The champions for the first time in their history were Wells City, and the winners of Division Two were new club Barnstaple Town. Bideford Town won Division Three, only dropping one point.

Division One
Division One remained at eighteen members with two clubs promoted to replace Clevedon and Bristol City Colts, who were relegated to Division Two. Weymouth had moved up to the Southern League and were replaced in Division One by their Reserves.

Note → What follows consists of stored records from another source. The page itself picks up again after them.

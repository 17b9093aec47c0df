use ndarray::{Array2, ArrayView2, Axis};

/// Row-wise softmax, shifted by the row max for stability.
pub fn softmax(logits: ArrayView2<f32>) -> Array2<f32> {
    let mut out = logits.to_owned();
    for mut row in out.axis_iter_mut(Axis(0)) {
        let max = row.iter().copied().fold(f32::NEG_INFINITY, f32::max);
        row.mapv_inplace(|v| (v - max).exp());
        let sum = row.sum();
        if sum > 0.0 {
            row.mapv_inplace(|v| v / sum);
        }
    }
    out
}

/// Class-weighted cross-entropy. Returns the loss (weighted mean over the
/// batch, divided by the summed sample weights) and its gradient w.r.t. the
/// logits.
pub fn weighted_cross_entropy(logits: ArrayView2<f32>, labels: &[usize], class_weights: &[f32]) -> (f32, Array2<f32>) {
    let probs = softmax(logits);
    let mut grad = probs.clone();
    let mut total = 0f32;
    let mut weight_sum = 0f32;
    for (i, &y) in labels.iter().enumerate() {
        let w = class_weights.get(y).copied().unwrap_or(1.0);
        let p = probs[[i, y]].max(1e-12);
        total += -w * p.ln();
        weight_sum += w;
        grad[[i, y]] -= 1.0;
        grad.row_mut(i).mapv_inplace(|g| g * w);
    }
    if weight_sum <= 0.0 {
        return (0.0, Array2::zeros(logits.raw_dim()));
    }
    grad.mapv_inplace(|g| g / weight_sum);
    (total / weight_sum, grad)
}

pub fn argmax_rows(scores: ArrayView2<f32>) -> Vec<usize> {
    scores
        .axis_iter(Axis(0))
        .map(|row| {
            let mut best = 0;
            for (j, &v) in row.iter().enumerate() {
                if v > row[best] {
                    best = j;
                }
            }
            best
        })
        .collect()
}

#[cfg(test)]
mod tests {
    use super::*;
    use ndarray::array;

    #[test]
    fn softmax_rows_sum_to_one() {
        let p = softmax(array![[1.0, 2.0, 3.0], [1000.0, 1000.0, 1000.0]].view());
        for row in p.axis_iter(Axis(0)) {
            assert!((row.sum() - 1.0).abs() < 1e-6);
        }
        assert!((p[[1, 0]] - 1.0 / 3.0).abs() < 1e-6);
    }

    #[test]
    fn uniform_logits_give_log_k() {
        let logits = Array2::<f32>::zeros((4, 3));
        let (loss, _) = weighted_cross_entropy(logits.view(), &[0, 1, 2, 0], &[1.0, 1.0, 1.0]);
        assert!((loss - 3f32.ln()).abs() < 1e-5);
    }

    #[test]
    fn weights_normalise_by_sample_weight_sum() {
        // Identical logits per row, so the loss is the same per sample and
        // any weighting must leave the mean unchanged.
        let logits = array![[2.0, 0.0], [0.0, 2.0]];
        let (unweighted, _) = weighted_cross_entropy(logits.view(), &[0, 1], &[1.0, 1.0]);
        let (weighted, _) = weighted_cross_entropy(logits.view(), &[0, 1], &[0.1, 5.0]);
        assert!((unweighted - weighted).abs() < 1e-6);
    }

    #[test]
    fn gradient_matches_finite_difference() {
        let logits = array![[0.3, -0.2, 0.9], [0.1, 0.4, -0.7]];
        let labels = [2, 0];
        let weights = [0.5, 1.0, 0.25];
        let (_, grad) = weighted_cross_entropy(logits.view(), &labels, &weights);
        let eps = 1e-3;
        for i in 0..2 {
            for j in 0..3 {
                let mut up = logits.clone();
                up[[i, j]] += eps;
                let mut down = logits.clone();
                down[[i, j]] -= eps;
                let (lu, _) = weighted_cross_entropy(up.view(), &labels, &weights);
                let (ld, _) = weighted_cross_entropy(down.view(), &labels, &weights);
                let numeric = (lu - ld) / (2.0 * eps);
                assert!((numeric - grad[[i, j]]).abs() < 1e-3, "({i},{j}) {numeric} vs {}", grad[[i, j]]);
            }
        }
    }

    #[test]
    fn argmax_prefers_first_on_ties() {
        assert_eq!(argmax_rows(array![[1.0, 1.0], [0.0, 2.0]].view()), vec![0, 1]);
    }
}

Cheltenham Town Reserves, runners-up in Division Two
Chippenham United, champions of Division Two

Division Two
Division Two remained at eighteen clubs, after Cheltenham Town Reserves and Chippenham United were promoted to Division One, and RAF Melksham left the league. Three new clubs joined:

Bridgwater Town
Bristol City Colts, relegated from Division One.
Clevedon, relegated from Division One.
Swindon Town replaced their Reserves with their Colts.

Division Three
Division Three consisted of eleven clubs, all of which were new to the Western League except Bristol Rovers "A", this side rejoining the league having left in 1939. Seven of the other ten clubs were reserve sides of clubs in Divisions One and Two.